↓

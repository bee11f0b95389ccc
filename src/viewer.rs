// Acting-user context, supplied by the session layer in front of this service.
// The directory trusts it and performs no authentication of its own.

use axum::{
    extract::FromRequestParts,
    http::request::Parts,
};

use crate::error::AppError;
use crate::models::{AuthorSnapshot, UserId};

#[derive(Debug, Clone)]
pub struct ViewerContext {
    pub user_id: UserId,
    pub email: String,
    pub name: String,
    pub is_school_admin: bool,
    pub is_class_admin: bool,
}

impl ViewerContext {
    pub fn new(user_id: UserId, email: String, name: String) -> Self {
        ViewerContext {
            user_id,
            email,
            name,
            is_school_admin: false,
            is_class_admin: false,
        }
    }

    pub fn with_school_admin(mut self) -> Self {
        self.is_school_admin = true;
        self
    }

    pub fn with_class_admin(mut self) -> Self {
        self.is_class_admin = true;
        self
    }

    /// Capture the viewer as it is right now, for embedding in an entity.
    pub fn author_snapshot(&self) -> AuthorSnapshot {
        AuthorSnapshot {
            id: self.user_id,
            email: self.email.clone(),
            name: self.name.clone(),
        }
    }
}

fn header_str(parts: &Parts, name: &str) -> Option<String> {
    parts
        .headers
        .get(name)
        .and_then(|v| v.to_str().ok())
        .map(|v| v.to_string())
}

fn header_flag(parts: &Parts, name: &str) -> bool {
    matches!(
        parts.headers.get(name).and_then(|v| v.to_str().ok()),
        Some("1") | Some("true")
    )
}

impl<S> FromRequestParts<S> for ViewerContext
where
    S: Send + Sync,
{
    type Rejection = AppError;

    fn from_request_parts(
        parts: &mut Parts,
        _state: &S,
    ) -> impl std::future::Future<Output = Result<Self, Self::Rejection>> + Send {
        let viewer: Result<ViewerContext, AppError> = (|| {
            let user_id = header_str(parts, "x-viewer-id")
                .ok_or_else(|| AppError::Unauthorized("Please login first".to_string()))?
                .parse::<UserId>()
                .map_err(|_| AppError::Validation("Malformed viewer id".to_string()))?;
            let email = header_str(parts, "x-viewer-email")
                .ok_or_else(|| AppError::Unauthorized("Please login first".to_string()))?;
            let name = header_str(parts, "x-viewer-name").unwrap_or_default();

            let mut viewer = ViewerContext::new(user_id, email, name);
            viewer.is_school_admin = header_flag(parts, "x-viewer-school-admin");
            viewer.is_class_admin = header_flag(parts, "x-viewer-class-admin");
            Ok(viewer)
        })();

        async move { viewer }
    }
}
// Program attachments under a school: create the child with its parent
// back-reference, detach in the inverse order. No aggregate is derived from
// programs, so no recompute step.

use std::sync::Arc;

use crate::error::{AppError, AppResult};
use crate::models::{Program, ProgramId, SchoolId};
use crate::store::DirectoryStore;

#[derive(Clone)]
pub struct Programs {
    store: Arc<DirectoryStore>,
}

impl Programs {
    pub fn new(store: Arc<DirectoryStore>) -> Self {
        Programs { store }
    }

    pub async fn list(&self, school_id: SchoolId) -> AppResult<Vec<Program>> {
        self.ensure_school(school_id).await?;
        Ok(self.store.programs_for_school(school_id).await?)
    }

    pub async fn create(
        &self,
        school_id: SchoolId,
        name: String,
        description: Option<String>,
    ) -> AppResult<Program> {
        if name.trim().is_empty() {
            return Err(AppError::Validation(
                "Program name must not be empty".to_string(),
            ));
        }
        self.ensure_school(school_id).await?;

        self.store
            .create_program(school_id, &name, description.as_deref())
            .await?
            .ok_or_else(|| {
                AppError::Validation(format!("Program name '{}' is already in use", name))
            })
    }

    pub async fn update(
        &self,
        school_id: SchoolId,
        program_id: ProgramId,
        name: String,
        description: Option<String>,
    ) -> AppResult<Program> {
        let program = self.load(program_id).await?;
        if program.school_id != school_id {
            return Err(program_not_found(program_id));
        }

        self.store
            .update_program(program_id, &name, description.as_deref())
            .await?;
        self.load(program_id).await
    }

    pub async fn delete(&self, school_id: SchoolId, program_id: ProgramId) -> AppResult<()> {
        let program = self.load(program_id).await?;
        if program.school_id != school_id {
            return Err(program_not_found(program_id));
        }
        self.store.delete_program(program_id).await?;
        Ok(())
    }

    async fn load(&self, program_id: ProgramId) -> AppResult<Program> {
        self.store
            .get_program(program_id)
            .await?
            .ok_or_else(|| program_not_found(program_id))
    }

    async fn ensure_school(&self, school_id: SchoolId) -> AppResult<()> {
        if self.store.get_school(school_id).await?.is_none() {
            return Err(AppError::NotFound(format!(
                "School {} not found",
                school_id
            )));
        }
        Ok(())
    }
}

fn program_not_found(id: ProgramId) -> AppError {
    AppError::NotFound(format!("Program {} not found", id))
}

↑

> EXERCISE REQUIREMENTS
From the very first line of the data through the line with "pub fn with_school_admin(mut" in it, please reproduce each line exactly and output nothing more.

> TASK ANSWER
repository bee11f0b95389ccc
filename src/viewer.rs
// Acting-user context, supplied by the session layer in front of this service.
// The directory trusts it and performs no authentication of its own.

use axum::{
    extract::FromRequestParts,
    http::request::Parts,
};

use crate::error::AppError;
use crate::models::{AuthorSnapshot, UserId};

#[derive(Debug, Clone)]
pub struct ViewerContext {
    pub user_id: UserId,
    pub email: String,
    pub name: String,
    pub is_school_admin: bool,
    pub is_class_admin: bool,
}

impl ViewerContext {
    pub fn new(user_id: UserId, email: String, name: String) -> Self {
        ViewerContext {
            user_id,
            email,
            name,
            is_school_admin: false,
            is_class_admin: false,
        }
    }

    pub fn with_school_admin(mut self) -> Self {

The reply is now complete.